Now the Psalmist turns from speaking about the Shepherd to speaking to the Shepherd and honoring Him for the tender care that was highlighted in the first three verses. Verses four through six express a calm assurance in God’s guidance. There is not a “maybe” to be found here. The inspired writer has experienced the goodness of God and is confident that He will be with him throughout life and even into the valley of the shadow of death. He has found that the Lord was with him in good times and even in the bad when the enemy encompassed him. By his use of the continuous action verbs “preparest” and “anointest” in verse five, he shows that he is certain the Lord will continue to provide what he needs.

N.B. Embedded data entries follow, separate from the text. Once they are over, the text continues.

//! Built-in tools against a mocked GitLab

mod common;

use gitlab_mcp::catalog::CatalogPolicy;
use gitlab_mcp::error::{GitLabError, ToolError};
use gitlab_mcp::tools::RegistryManager;
use serde_json::{Value, json};
use std::time::Duration;
use wiremock::matchers::{body_json, header, method, path, query_param};
use wiremock::{Mock, MockServer, ResponseTemplate};

fn manager() -> RegistryManager {
    RegistryManager::new(CatalogPolicy::permissive())
}

fn parse(text: &str) -> Value {
    serde_json::from_str(text).unwrap()
}

#[tokio::test]
async fn test_browse_projects_get() {
    let server = MockServer::start().await;
    Mock::given(method("GET"))
        .and(path("/api/v4/projects/123"))
        .and(header("PRIVATE-TOKEN", common::TOKEN))
        .respond_with(ResponseTemplate::new(200).set_body_json(json!({
            "id": 123,
            "name": "test-project",
            "path_with_namespace": "group/test-project"
        })))
        .expect(1)
        .mount(&server)
        .await;

    let ctx = common::context(common::client_for(&server));
    let output = manager()
        .dispatch(
            "browse_projects",
            &ctx,
            json!({"action": "get", "project_id": "123"}),
        )
        .await
        .unwrap();

    assert!(!output.is_error);
    assert_eq!(parse(&output.text_content())["id"], 123);
}

#[tokio::test]
async fn test_browse_projects_not_found() {
    let server = MockServer::start().await;
    Mock::given(method("GET"))
        .and(path("/api/v4/projects/999"))
        .respond_with(
            ResponseTemplate::new(404).set_body_json(json!({"message": "404 Project Not Found"})),
        )
        .mount(&server)
        .await;

    let ctx = common::context(common::client_for(&server));
    let err = manager()
        .dispatch(
            "browse_projects",
            &ctx,
            json!({"action": "get", "project_id": "999"}),
        )
        .await
        .unwrap_err();

    assert!(matches!(
        err,
        ToolError::GitLab(GitLabError::Api { status: 404, .. })
    ));
    let message = err.to_string();
    assert!(message.contains("404"), "{}", message);
    assert!(message.contains("Not Found"), "{}", message);
}

#[tokio::test]
async fn test_milestones_fall_back_to_group() {
    let server = MockServer::start().await;
    Mock::given(method("GET"))
        .and(path("/api/v4/projects/test-group"))
        .respond_with(ResponseTemplate::new(404).set_body_json(json!({"message": "404 Project Not Found"})))
        .expect(1)
        .mount(&server)
        .await;
    Mock::given(method("GET"))
        .and(path("/api/v4/groups/test-group/milestones"))
        .respond_with(ResponseTemplate::new(200).set_body_json(json!([
            {"id": 1, "iid": 1, "title": "Sprint 1", "group_id": 7}
        ])))
        .expect(1)
        .mount(&server)
        .await;

    let ctx = common::context(common::client_for(&server));
    let output = manager()
        .dispatch(
            "browse_milestones",
            &ctx,
            json!({"action": "list", "namespace": "test-group"}),
        )
        .await
        .unwrap();

    let milestones = parse(&output.text_content());
    assert_eq!(milestones[0]["title"], "Sprint 1");
    // expect(1) on both mocks is verified when the server drops
}

#[tokio::test]
async fn test_milestones_use_project_when_it_exists() {
    let server = MockServer::start().await;
    Mock::given(method("GET"))
        .and(path("/api/v4/projects/group%2Fapp"))
        .respond_with(ResponseTemplate::new(200).set_body_json(json!({"id": 5})))
        .expect(1)
        .mount(&server)
        .await;
    Mock::given(method("GET"))
        .and(path("/api/v4/projects/group%2Fapp/milestones/4"))
        .respond_with(ResponseTemplate::new(200).set_body_json(json!({"id": 4, "title": "v1"})))
        .mount(&server)
        .await;

    let ctx = common::context(common::client_for(&server));
    let output = manager()
        .dispatch(
            "browse_milestones",
            &ctx,
            json!({"action": "get", "namespace": "group/app", "milestone_id": 4}),
        )
        .await
        .unwrap();

    assert_eq!(parse(&output.text_content())["title"], "v1");
}

#[tokio::test]
async fn test_request_timeout() {
    let server = MockServer::start().await;
    Mock::given(method("GET"))
        .and(path("/api/v4/projects/1"))
        .respond_with(
            ResponseTemplate::new(200)
                .set_body_json(json!({"id": 1}))
                .set_delay(Duration::from_millis(1_000)),
        )
        .mount(&server)
        .await;

    let ctx = common::context(common::client_with_timeout(&server, 100));
    let err = manager()
        .dispatch(
            "browse_projects",
            &ctx,
            json!({"action": "get", "project_id": "1"}),
        )
        .await
        .unwrap_err();

    assert_eq!(err.to_string(), "API timeout after 100ms");
}

#[tokio::test]
async fn test_empty_body_is_success() {
    let server = MockServer::start().await;
    Mock::given(method("DELETE"))
        .and(path("/api/v4/projects/42/repository/tags/v1.0"))
        .respond_with(ResponseTemplate::new(204))
        .expect(1)
        .mount(&server)
        .await;

    let ctx = common::context(common::client_for(&server));
    let output = manager()
        .dispatch(
            "manage_ref",
            &ctx,
            json!({"action": "delete_tag", "project_id": "42", "tag_name": "v1.0"}),
        )
        .await
        .unwrap();

    assert_eq!(parse(&output.text_content()), json!({"success": true}));
}

#[tokio::test]
async fn test_read_only_integration_update_denied_get_allowed() {
    let server = MockServer::start().await;
    Mock::given(method("GET"))
        .and(path("/api/v4/projects/42/integrations/slack"))
        .respond_with(ResponseTemplate::new(200).set_body_json(json!({
            "slug": "slack",
            "active": true
        })))
        .expect(1)
        .mount(&server)
        .await;
    Mock::given(method("PUT"))
        .respond_with(ResponseTemplate::new(200).set_body_json(json!({})))
        .expect(0)
        .mount(&server)
        .await;

    let manager = RegistryManager::new(CatalogPolicy::permissive().with_read_only(true));
    let ctx = common::context(common::client_for(&server));

    let err = manager
        .dispatch(
            "manage_integration",
            &ctx,
            json!({
                "action": "update",
                "project_id": "42",
                "integration": "slack",
                "settings": {"webhook": "https://hooks.example.com"}
            }),
        )
        .await
        .unwrap_err();
    assert!(err.to_string().contains("read-only"), "{}", err);

    let output = manager
        .dispatch(
            "manage_integration",
            &ctx,
            json!({"action": "get", "project_id": "42", "integration": "slack"}),
        )
        .await
        .unwrap();
    assert_eq!(parse(&output.text_content())["slug"], "slack");
}

#[tokio::test]
async fn test_get_users_by_username() {
    let server = MockServer::start().await;
    Mock::given(method("GET"))
        .and(path("/api/v4/users"))
        .and(query_param("username", "alice"))
        .respond_with(ResponseTemplate::new(200).set_body_json(json!([
            {"id": 1, "username": "alice"}
        ])))
        .mount(&server)
        .await;
    Mock::given(method("GET"))
        .and(path("/api/v4/users"))
        .and(query_param("username", "ghost"))
        .respond_with(ResponseTemplate::new(200).set_body_json(json!([])))
        .mount(&server)
        .await;

    let ctx = common::context(common::client_for(&server));
    let output = manager()
        .dispatch("get_users", &ctx, json!({"usernames": ["alice", "ghost"]}))
        .await
        .unwrap();

    let users = parse(&output.text_content());
    assert_eq!(users["alice"]["id"], 1);
    assert!(users["ghost"].is_null());
}

#[tokio::test]
async fn test_work_items_list_uses_graphql() {
    let server = MockServer::start().await;
    Mock::given(method("POST"))
        .and(path("/api/graphql"))
        .respond_with(ResponseTemplate::new(200).set_body_json(json!({
            "data": {
                "namespace": {
                    "workItems": {
                        "nodes": [
                            {"id": "gid://gitlab/WorkItem/77", "iid": "3", "title": "Epic work"}
                        ],
                        "pageInfo": {"hasNextPage": false, "endCursor": null}
                    }
                }
            }
        })))
        .expect(1)
        .mount(&server)
        .await;

    let ctx = common::context(common::client_for(&server));
    let output = manager()
        .dispatch(
            "browse_work_items",
            &ctx,
            json!({"action": "list", "namespace": "group/app"}),
        )
        .await
        .unwrap();

    assert!(output.text_content().contains("Epic work"));
}

#[tokio::test]
async fn test_graphql_errors_surface() {
    let server = MockServer::start().await;
    Mock::given(method("POST"))
        .and(path("/api/graphql"))
        .respond_with(ResponseTemplate::new(200).set_body_json(json!({
            "errors": [{"message": "Field 'bogus' doesn't exist"}]
        })))
        .mount(&server)
        .await;

    let client = common::client_for(&server);
    let err = client.graphql("{ bogus }", json!({})).await.unwrap_err();
    assert!(matches!(err, GitLabError::GraphQL(ref m) if m.contains("bogus")));
}

#[tokio::test]
async fn test_manage_release_create_link_body() {
    let server = MockServer::start().await;
    Mock::given(method("POST"))
        .and(path("/api/v4/projects/42/releases/v1.0/assets/links"))
        .and(body_json(json!({
            "name": "binary",
            "url": "https://example.com/bin",
            "link_type": "package"
        })))
        .respond_with(ResponseTemplate::new(201).set_body_json(json!({"id": 9})))
        .expect(1)
        .mount(&server)
        .await;

    let ctx = common::context(common::client_for(&server));
    let output = manager()
        .dispatch(
            "manage_release",
            &ctx,
            json!({
                "action": "create_link",
                "project_id": "42",
                "tag_name": "v1.0",
                "name": "binary",
                "url": "https://example.com/bin",
                "link_type": "package"
            }),
        )
        .await
        .unwrap();

    assert_eq!(parse(&output.text_content())["id"], 9);
}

In short, he knows this Shepherd and his knowledge of Him leads to the exultant conclusion in verse six, “Surely goodness and mercy shall follow me all the days of my life: and I will dwell in the house of the Lord for ever.”
God blesses all of mankind. Jesus said, “he maketh his sun to rise on the evil and on the good, and sendeth rain on the just and on the unjust.” (Matthew 5:45). Any and all blessings enjoyed by humanity come from God above (James 1:17). Unfortunately, not everyone in the world understands this. Many ignore the source of their blessings and thus, when trials come upon them, they think they have no one to whom they can turn. Faithful children of God on the other hand know the source of their blessings. They regularly acknowledge God’s provision in their daily service to Him. When they face life’s trials, they know where to turn for comfort because they have learned to rely on and trust in God. They know that the One who has sustained them in life’s noonday will carry them through the darkest midnight. Like the sheep portrayed in this Psalm, they have seen that the goodness of God endures continually (Psalm 52:1). They know the Shepherd and confidently look ahead, assured that this Shepherd will be there for them.
The Shepherd knows me and I know the Shepherd. These two facts that are clearly demonstrated in the twenty-third Psalm combine to comfort our souls at a depth that no worldly thought could ever fathom. God knows me whether or not I acknowledge Him (Romans 3:3-4), but when I realize through faith that God knows me so well that He can understand my every need and thus provide what is best for me in whatever situation I may find myself as a faithful Christian, then I can rejoice with the author of this Psalm and confidently apply his Divinely inspired words to my own life no matter how dark or discouraging my way might become.